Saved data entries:
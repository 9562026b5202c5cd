#[derive(Clone, Copy, Debug, PartialEq, Eq)]
pub(crate) enum NoArgAction {
    Help,
    Quit,
    Generate,
    Status,
    Angles,
}

#[derive(Clone, Copy, Debug, PartialEq, Eq)]
pub(crate) enum SingleArgAction {
    Regenerate,
    SetPoseId,
    SetSource,
}

#[derive(Clone, Copy, Debug)]
pub(crate) struct CommandSpec<A> {
    pub command: &'static str,
    pub action: A,
}

pub(crate) const NO_ARG_COMMANDS: &[CommandSpec<NoArgAction>] = &[
    CommandSpec {
        command: "help",
        action: NoArgAction::Help,
    },
    CommandSpec {
        command: "quit",
        action: NoArgAction::Quit,
    },
    CommandSpec {
        command: "exit",
        action: NoArgAction::Quit,
    },
    CommandSpec {
        command: "generate",
        action: NoArgAction::Generate,
    },
    CommandSpec {
        command: "status",
        action: NoArgAction::Status,
    },
    CommandSpec {
        command: "angles",
        action: NoArgAction::Angles,
    },
];

/// Commands whose whole argument is one value (quotes allowed).
pub(crate) const SINGLE_ARG_COMMANDS: &[CommandSpec<SingleArgAction>] = &[
    CommandSpec {
        command: "regen",
        action: SingleArgAction::Regenerate,
    },
    CommandSpec {
        command: "regenerate",
        action: SingleArgAction::Regenerate,
    },
    CommandSpec {
        command: "id",
        action: SingleArgAction::SetPoseId,
    },
    CommandSpec {
        command: "source",
        action: SingleArgAction::SetSource,
    },
];

/// `save <angle> [dir]`
pub(crate) const SAVE_COMMAND: &str = "save";
/// `export [dir]`
pub(crate) const EXPORT_COMMAND: &str = "export";

pub const SESSION_HELP_COMMANDS: &[&str] = &[
    "/generate",
    "/regen <angle>",
    "/save <angle> [dir]",
    "/export [dir]",
    "/id <pose id>",
    "/source <path>",
    "/status",
    "/angles",
    "/help",
    "/quit",
];
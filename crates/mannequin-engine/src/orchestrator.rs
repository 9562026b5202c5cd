//! Turns one source photo into a set of normalized angle variants.
//!
//! Angles run strictly one after another with a fixed pause between calls.
//! A failure is confined to its own angle: the slot stays as it was and the
//! batch moves on. The exception is a provider rejection (bad key, unknown
//! model), which ends the batch after the first request. Session state is
//! owned by the caller and passed in.

use std::thread;
use std::time::Instant;

use mannequin_contracts::angles::AngleSpec;
use mannequin_contracts::config::{GenerationSettings, MannequinConfig, NormalizeParams};
use mannequin_contracts::events::{
    now_utc_iso, EventPayload, EventWriter, BATCH_FINISHED, SESSION_STARTED, VARIANT_FAILED,
    VARIANT_GENERATED, VARIANT_REQUESTED,
};
use mannequin_contracts::models::{ModelSelector, ModelSpec, EDIT_CAPABILITY};
use serde_json::json;
use tracing::{debug, info, warn};

use crate::error::{FailureKind, NormalizeError, ProviderRejection, StartupError, VariantFailure};
use crate::normalize::normalize_bytes;
use crate::prompt::build_prompt;
use crate::providers::{
    error_chain_text, map_object, provider_for_model, GenerationRequest, ImageProvider,
};
use crate::session::{GeneratedVariant, VariantSession};
use crate::source::SourceImage;

const ERROR_TEXT_LIMIT: usize = 512;

#[derive(Debug, Clone, PartialEq)]
pub enum AngleOutcome {
    Generated {
        angle: String,
        quality: u8,
        size_kb: f64,
        within_budget: bool,
    },
    Failed(VariantFailure),
}

impl AngleOutcome {
    pub fn angle(&self) -> &str {
        match self {
            Self::Generated { angle, .. } => angle,
            Self::Failed(failure) => &failure.angle,
        }
    }
}

/// Per-angle outcomes of one batch, in angle order.
#[derive(Debug, Clone, Default, PartialEq)]
pub struct BatchReport {
    pub outcomes: Vec<AngleOutcome>,
}

impl BatchReport {
    pub fn generated_count(&self) -> usize {
        self.outcomes
            .iter()
            .filter(|outcome| matches!(outcome, AngleOutcome::Generated { .. }))
            .count()
    }

    pub fn failures(&self) -> impl Iterator<Item = &VariantFailure> {
        self.outcomes.iter().filter_map(|outcome| match outcome {
            AngleOutcome::Failed(failure) => Some(failure),
            AngleOutcome::Generated { .. } => None,
        })
    }

    /// One human-readable line per failed angle.
    pub fn messages(&self) -> Vec<String> {
        self.failures().map(ToString::to_string).collect()
    }

    pub fn all_succeeded(&self) -> bool {
        self.failures().next().is_none()
    }
}

pub struct Orchestrator {
    provider: Box<dyn ImageProvider>,
    model: ModelSpec,
    settings: GenerationSettings,
    normalize: NormalizeParams,
    events: EventWriter,
    selection_note: Option<String>,
}

impl Orchestrator {
    pub fn new(
        provider: Box<dyn ImageProvider>,
        model: ModelSpec,
        settings: GenerationSettings,
    ) -> Self {
        Self {
            provider,
            model,
            settings,
            normalize: NormalizeParams::default(),
            events: EventWriter::disabled("unset"),
            selection_note: None,
        }
    }

    pub fn with_normalize(mut self, params: NormalizeParams) -> Self {
        self.normalize = params;
        self
    }

    pub fn with_events(mut self, events: EventWriter) -> Self {
        self.events = events;
        self
    }

    /// Resolves the configured model and builds its provider. Every fatal
    /// startup problem surfaces here, before any request is sent.
    pub fn from_config(
        config: &MannequinConfig,
        events: EventWriter,
    ) -> Result<Self, StartupError> {
        Self::from_config_with(config, events, |key| std::env::var(key).ok())
    }

    pub fn from_config_with(
        config: &MannequinConfig,
        events: EventWriter,
        lookup: impl Fn(&str) -> Option<String>,
    ) -> Result<Self, StartupError> {
        let selection =
            ModelSelector::default().select(config.model.as_deref(), EDIT_CAPABILITY)?;
        if let Some(note) = selection.note.as_deref() {
            info!("{note}");
        }
        let provider = provider_for_model(&selection.model, config, lookup)?;
        let mut orchestrator = Self::new(provider, selection.model, config.generation.clone())
            .with_normalize(config.normalize.clone())
            .with_events(events);
        orchestrator.selection_note = selection.note;
        Ok(orchestrator)
    }

    pub fn model(&self) -> &ModelSpec {
        &self.model
    }

    pub fn provider_name(&self) -> &str {
        self.provider.name()
    }

    pub fn selection_note(&self) -> Option<&str> {
        self.selection_note.as_deref()
    }

    pub fn normalize_params(&self) -> &NormalizeParams {
        &self.normalize
    }

    pub fn events(&self) -> &EventWriter {
        &self.events
    }

    pub fn start_session(&self, session: &VariantSession) {
        self.record(
            SESSION_STARTED,
            map_object(json!({
                "model": self.model.name,
                "provider": self.provider.name(),
                "angles": session.angles().labels(),
                "target_width": self.normalize.target_width,
                "target_height": self.normalize.target_height(),
                "max_kilobytes": self.normalize.max_kilobytes,
            })),
        );
    }

    /// One round trip for one angle. Nothing is stored; the caller decides
    /// where a successful variant goes.
    pub fn generate_variant(
        &self,
        angle: &AngleSpec,
        source: &SourceImage,
    ) -> Result<GeneratedVariant, VariantFailure> {
        let prompt = build_prompt(angle, self.normalize.aspect_ratio);
        self.record(
            VARIANT_REQUESTED,
            map_object(json!({
                "angle": angle.label,
                "model": self.model.name,
                "provider": self.provider.name(),
            })),
        );
        info!(angle = %angle.label, model = %self.model.name, "requesting variant");

        let started = Instant::now();
        let result = self.run_variant(angle, source, &prompt);
        let latency_s = started.elapsed().as_secs_f64();
        match &result {
            Ok(variant) => {
                let normalized = &variant.normalized;
                info!(
                    angle = %angle.label,
                    quality = normalized.quality,
                    size_kb = normalized.size_kb,
                    latency_s,
                    "variant generated"
                );
                self.record(
                    VARIANT_GENERATED,
                    map_object(json!({
                        "angle": angle.label,
                        "width": normalized.width,
                        "height": normalized.height,
                        "quality": normalized.quality,
                        "size_kb": normalized.size_kb,
                        "within_budget": normalized.within_budget(),
                        "attempts": normalized.attempts.len(),
                        "latency_s": latency_s,
                        "warnings": variant.warnings,
                        "provider_response": variant.provider_response,
                    })),
                );
            }
            Err(failure) => self.record_failure(failure),
        }
        result
    }

    fn run_variant(
        &self,
        angle: &AngleSpec,
        source: &SourceImage,
        prompt: &str,
    ) -> Result<GeneratedVariant, VariantFailure> {
        let request = GenerationRequest {
            model: &self.model.name,
            prompt,
            image: source.bytes(),
            mime_type: source.mime_type(),
            settings: &self.settings,
        };
        let response = self
            .provider
            .generate(&request)
            .map_err(|err| classify_provider_error(&angle.label, &err))?;

        let Some(payload) = response.image else {
            let message = match response.text.as_deref().map(str::trim) {
                Some(text) if !text.is_empty() => {
                    format!("response contained no image ({text})")
                }
                _ => "response contained no image".to_string(),
            };
            return Err(VariantFailure::new(
                &angle.label,
                FailureKind::NoImage,
                message,
            ));
        };
        debug!(
            angle = %angle.label,
            bytes = payload.bytes.len(),
            mime_type = payload.mime_type.as_deref().unwrap_or("unknown"),
            "image payload received"
        );

        let normalized = normalize_bytes(&payload.bytes, &self.normalize).map_err(|err| {
            let kind = match err {
                NormalizeError::Decode(_) => FailureKind::Decode,
                _ => FailureKind::Normalize,
            };
            VariantFailure::new(&angle.label, kind, err.to_string())
        })?;
        if !normalized.within_budget() {
            warn!(
                angle = %angle.label,
                size_kb = normalized.size_kb,
                budget_kb = normalized.budget_kb,
                "quality floor reached above the size budget"
            );
        }

        Ok(GeneratedVariant {
            angle: angle.label.clone(),
            model: self.model.name.clone(),
            prompt: prompt.to_string(),
            normalized,
            provider_request: response.provider_request,
            provider_response: response.provider_response,
            warnings: response.warnings,
            generated_at: now_utc_iso(),
        })
    }

    /// Generates every angle of `session` in order, pausing between calls.
    /// Successful angles overwrite their slot; failed ones leave it alone.
    /// A provider rejection stops the loop and is returned as a startup
    /// error; slots filled before it stay filled.
    pub fn generate_batch(
        &self,
        session: &mut VariantSession,
        source: &SourceImage,
    ) -> Result<BatchReport, StartupError> {
        let angles: Vec<AngleSpec> = session.angles().iter().cloned().collect();
        let pause = self.settings.pause();
        let mut report = BatchReport::default();

        for (index, angle) in angles.iter().enumerate() {
            if index > 0 && !pause.is_zero() {
                debug!(pause_ms = self.settings.pause_ms, "pausing before next request");
                thread::sleep(pause);
            }
            let outcome = match self.generate_variant(angle, source) {
                Ok(variant) => self.store(session, variant),
                Err(failure) => match failure.rejection.clone() {
                    Some(rejection) => {
                        report.outcomes.push(AngleOutcome::Failed(failure));
                        self.finish_batch(&report, session, Some(&rejection));
                        return Err(StartupError::Rejected(rejection));
                    }
                    None => AngleOutcome::Failed(failure),
                },
            };
            report.outcomes.push(outcome);
        }

        self.finish_batch(&report, session, None);
        Ok(report)
    }

    fn finish_batch(
        &self,
        report: &BatchReport,
        session: &VariantSession,
        rejection: Option<&ProviderRejection>,
    ) {
        let failed: Vec<String> = report
            .failures()
            .map(|failure| failure.angle.clone())
            .collect();
        info!(
            generated = report.generated_count(),
            failed = failed.len(),
            aborted = rejection.is_some(),
            "batch finished"
        );
        self.record(
            BATCH_FINISHED,
            map_object(json!({
                "generated": report.generated_count(),
                "failed": failed,
                "missing": session.absent(),
                "aborted": rejection.map(ToString::to_string),
            })),
        );
    }

    /// Repeats the call for one angle and overwrites only that slot. On
    /// failure the previous content of the slot is kept.
    pub fn regenerate<'s>(
        &self,
        session: &'s mut VariantSession,
        label: &str,
        source: &SourceImage,
    ) -> Result<&'s GeneratedVariant, VariantFailure> {
        let Some(angle) = session.angles().get(label).cloned() else {
            let failure = VariantFailure::new(
                label,
                FailureKind::UnknownAngle,
                format!(
                    "unknown angle (available: {})",
                    session.angles().labels().join(", ")
                ),
            );
            self.record_failure(&failure);
            return Err(failure);
        };

        let variant = self.generate_variant(&angle, source)?;
        if let AngleOutcome::Failed(failure) = self.store(session, variant) {
            return Err(failure);
        }
        session.get(&angle.label).ok_or_else(|| {
            VariantFailure::new(
                &angle.label,
                FailureKind::UnknownAngle,
                "slot missing after store",
            )
        })
    }

    fn store(&self, session: &mut VariantSession, variant: GeneratedVariant) -> AngleOutcome {
        let angle = variant.angle.clone();
        let quality = variant.normalized.quality;
        let size_kb = variant.normalized.size_kb;
        let within_budget = variant.normalized.within_budget();
        match session.store(variant) {
            Ok(_) => AngleOutcome::Generated {
                angle,
                quality,
                size_kb,
                within_budget,
            },
            Err(_) => AngleOutcome::Failed(VariantFailure::new(
                angle,
                FailureKind::UnknownAngle,
                "angle is not part of this session",
            )),
        }
    }

    fn record_failure(&self, failure: &VariantFailure) {
        warn!(angle = %failure.angle, kind = failure.kind.as_str(), "{failure}");
        self.record(
            VARIANT_FAILED,
            map_object(json!({
                "angle": failure.angle,
                "kind": failure.kind,
                "error": failure.message,
            })),
        );
    }

    // The event log is a side channel; a write failure never fails an angle.
    fn record(&self, event_type: &str, payload: EventPayload) {
        if let Err(err) = self.events.emit(event_type, payload) {
            warn!(event = event_type, error = %err, "event log write failed");
        }
    }
}

fn classify_provider_error(angle: &str, err: &anyhow::Error) -> VariantFailure {
    if let Some(rejection) = err
        .chain()
        .find_map(|cause| cause.downcast_ref::<ProviderRejection>())
    {
        return VariantFailure::rejected(angle, rejection.clone());
    }
    let kind = if err
        .chain()
        .any(|cause| cause.is::<base64::DecodeError>())
    {
        FailureKind::Decode
    } else {
        FailureKind::Request
    };
    VariantFailure::new(angle, kind, error_chain_text(err, ERROR_TEXT_LIMIT))
}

--- Assignment ---
Whenever a line above contains "ToString", copy that line.

--- Response to this exercise ---
        self.failures().map(ToString::to_string).collect()
                "aborted": rejection.map(ToString::to_string),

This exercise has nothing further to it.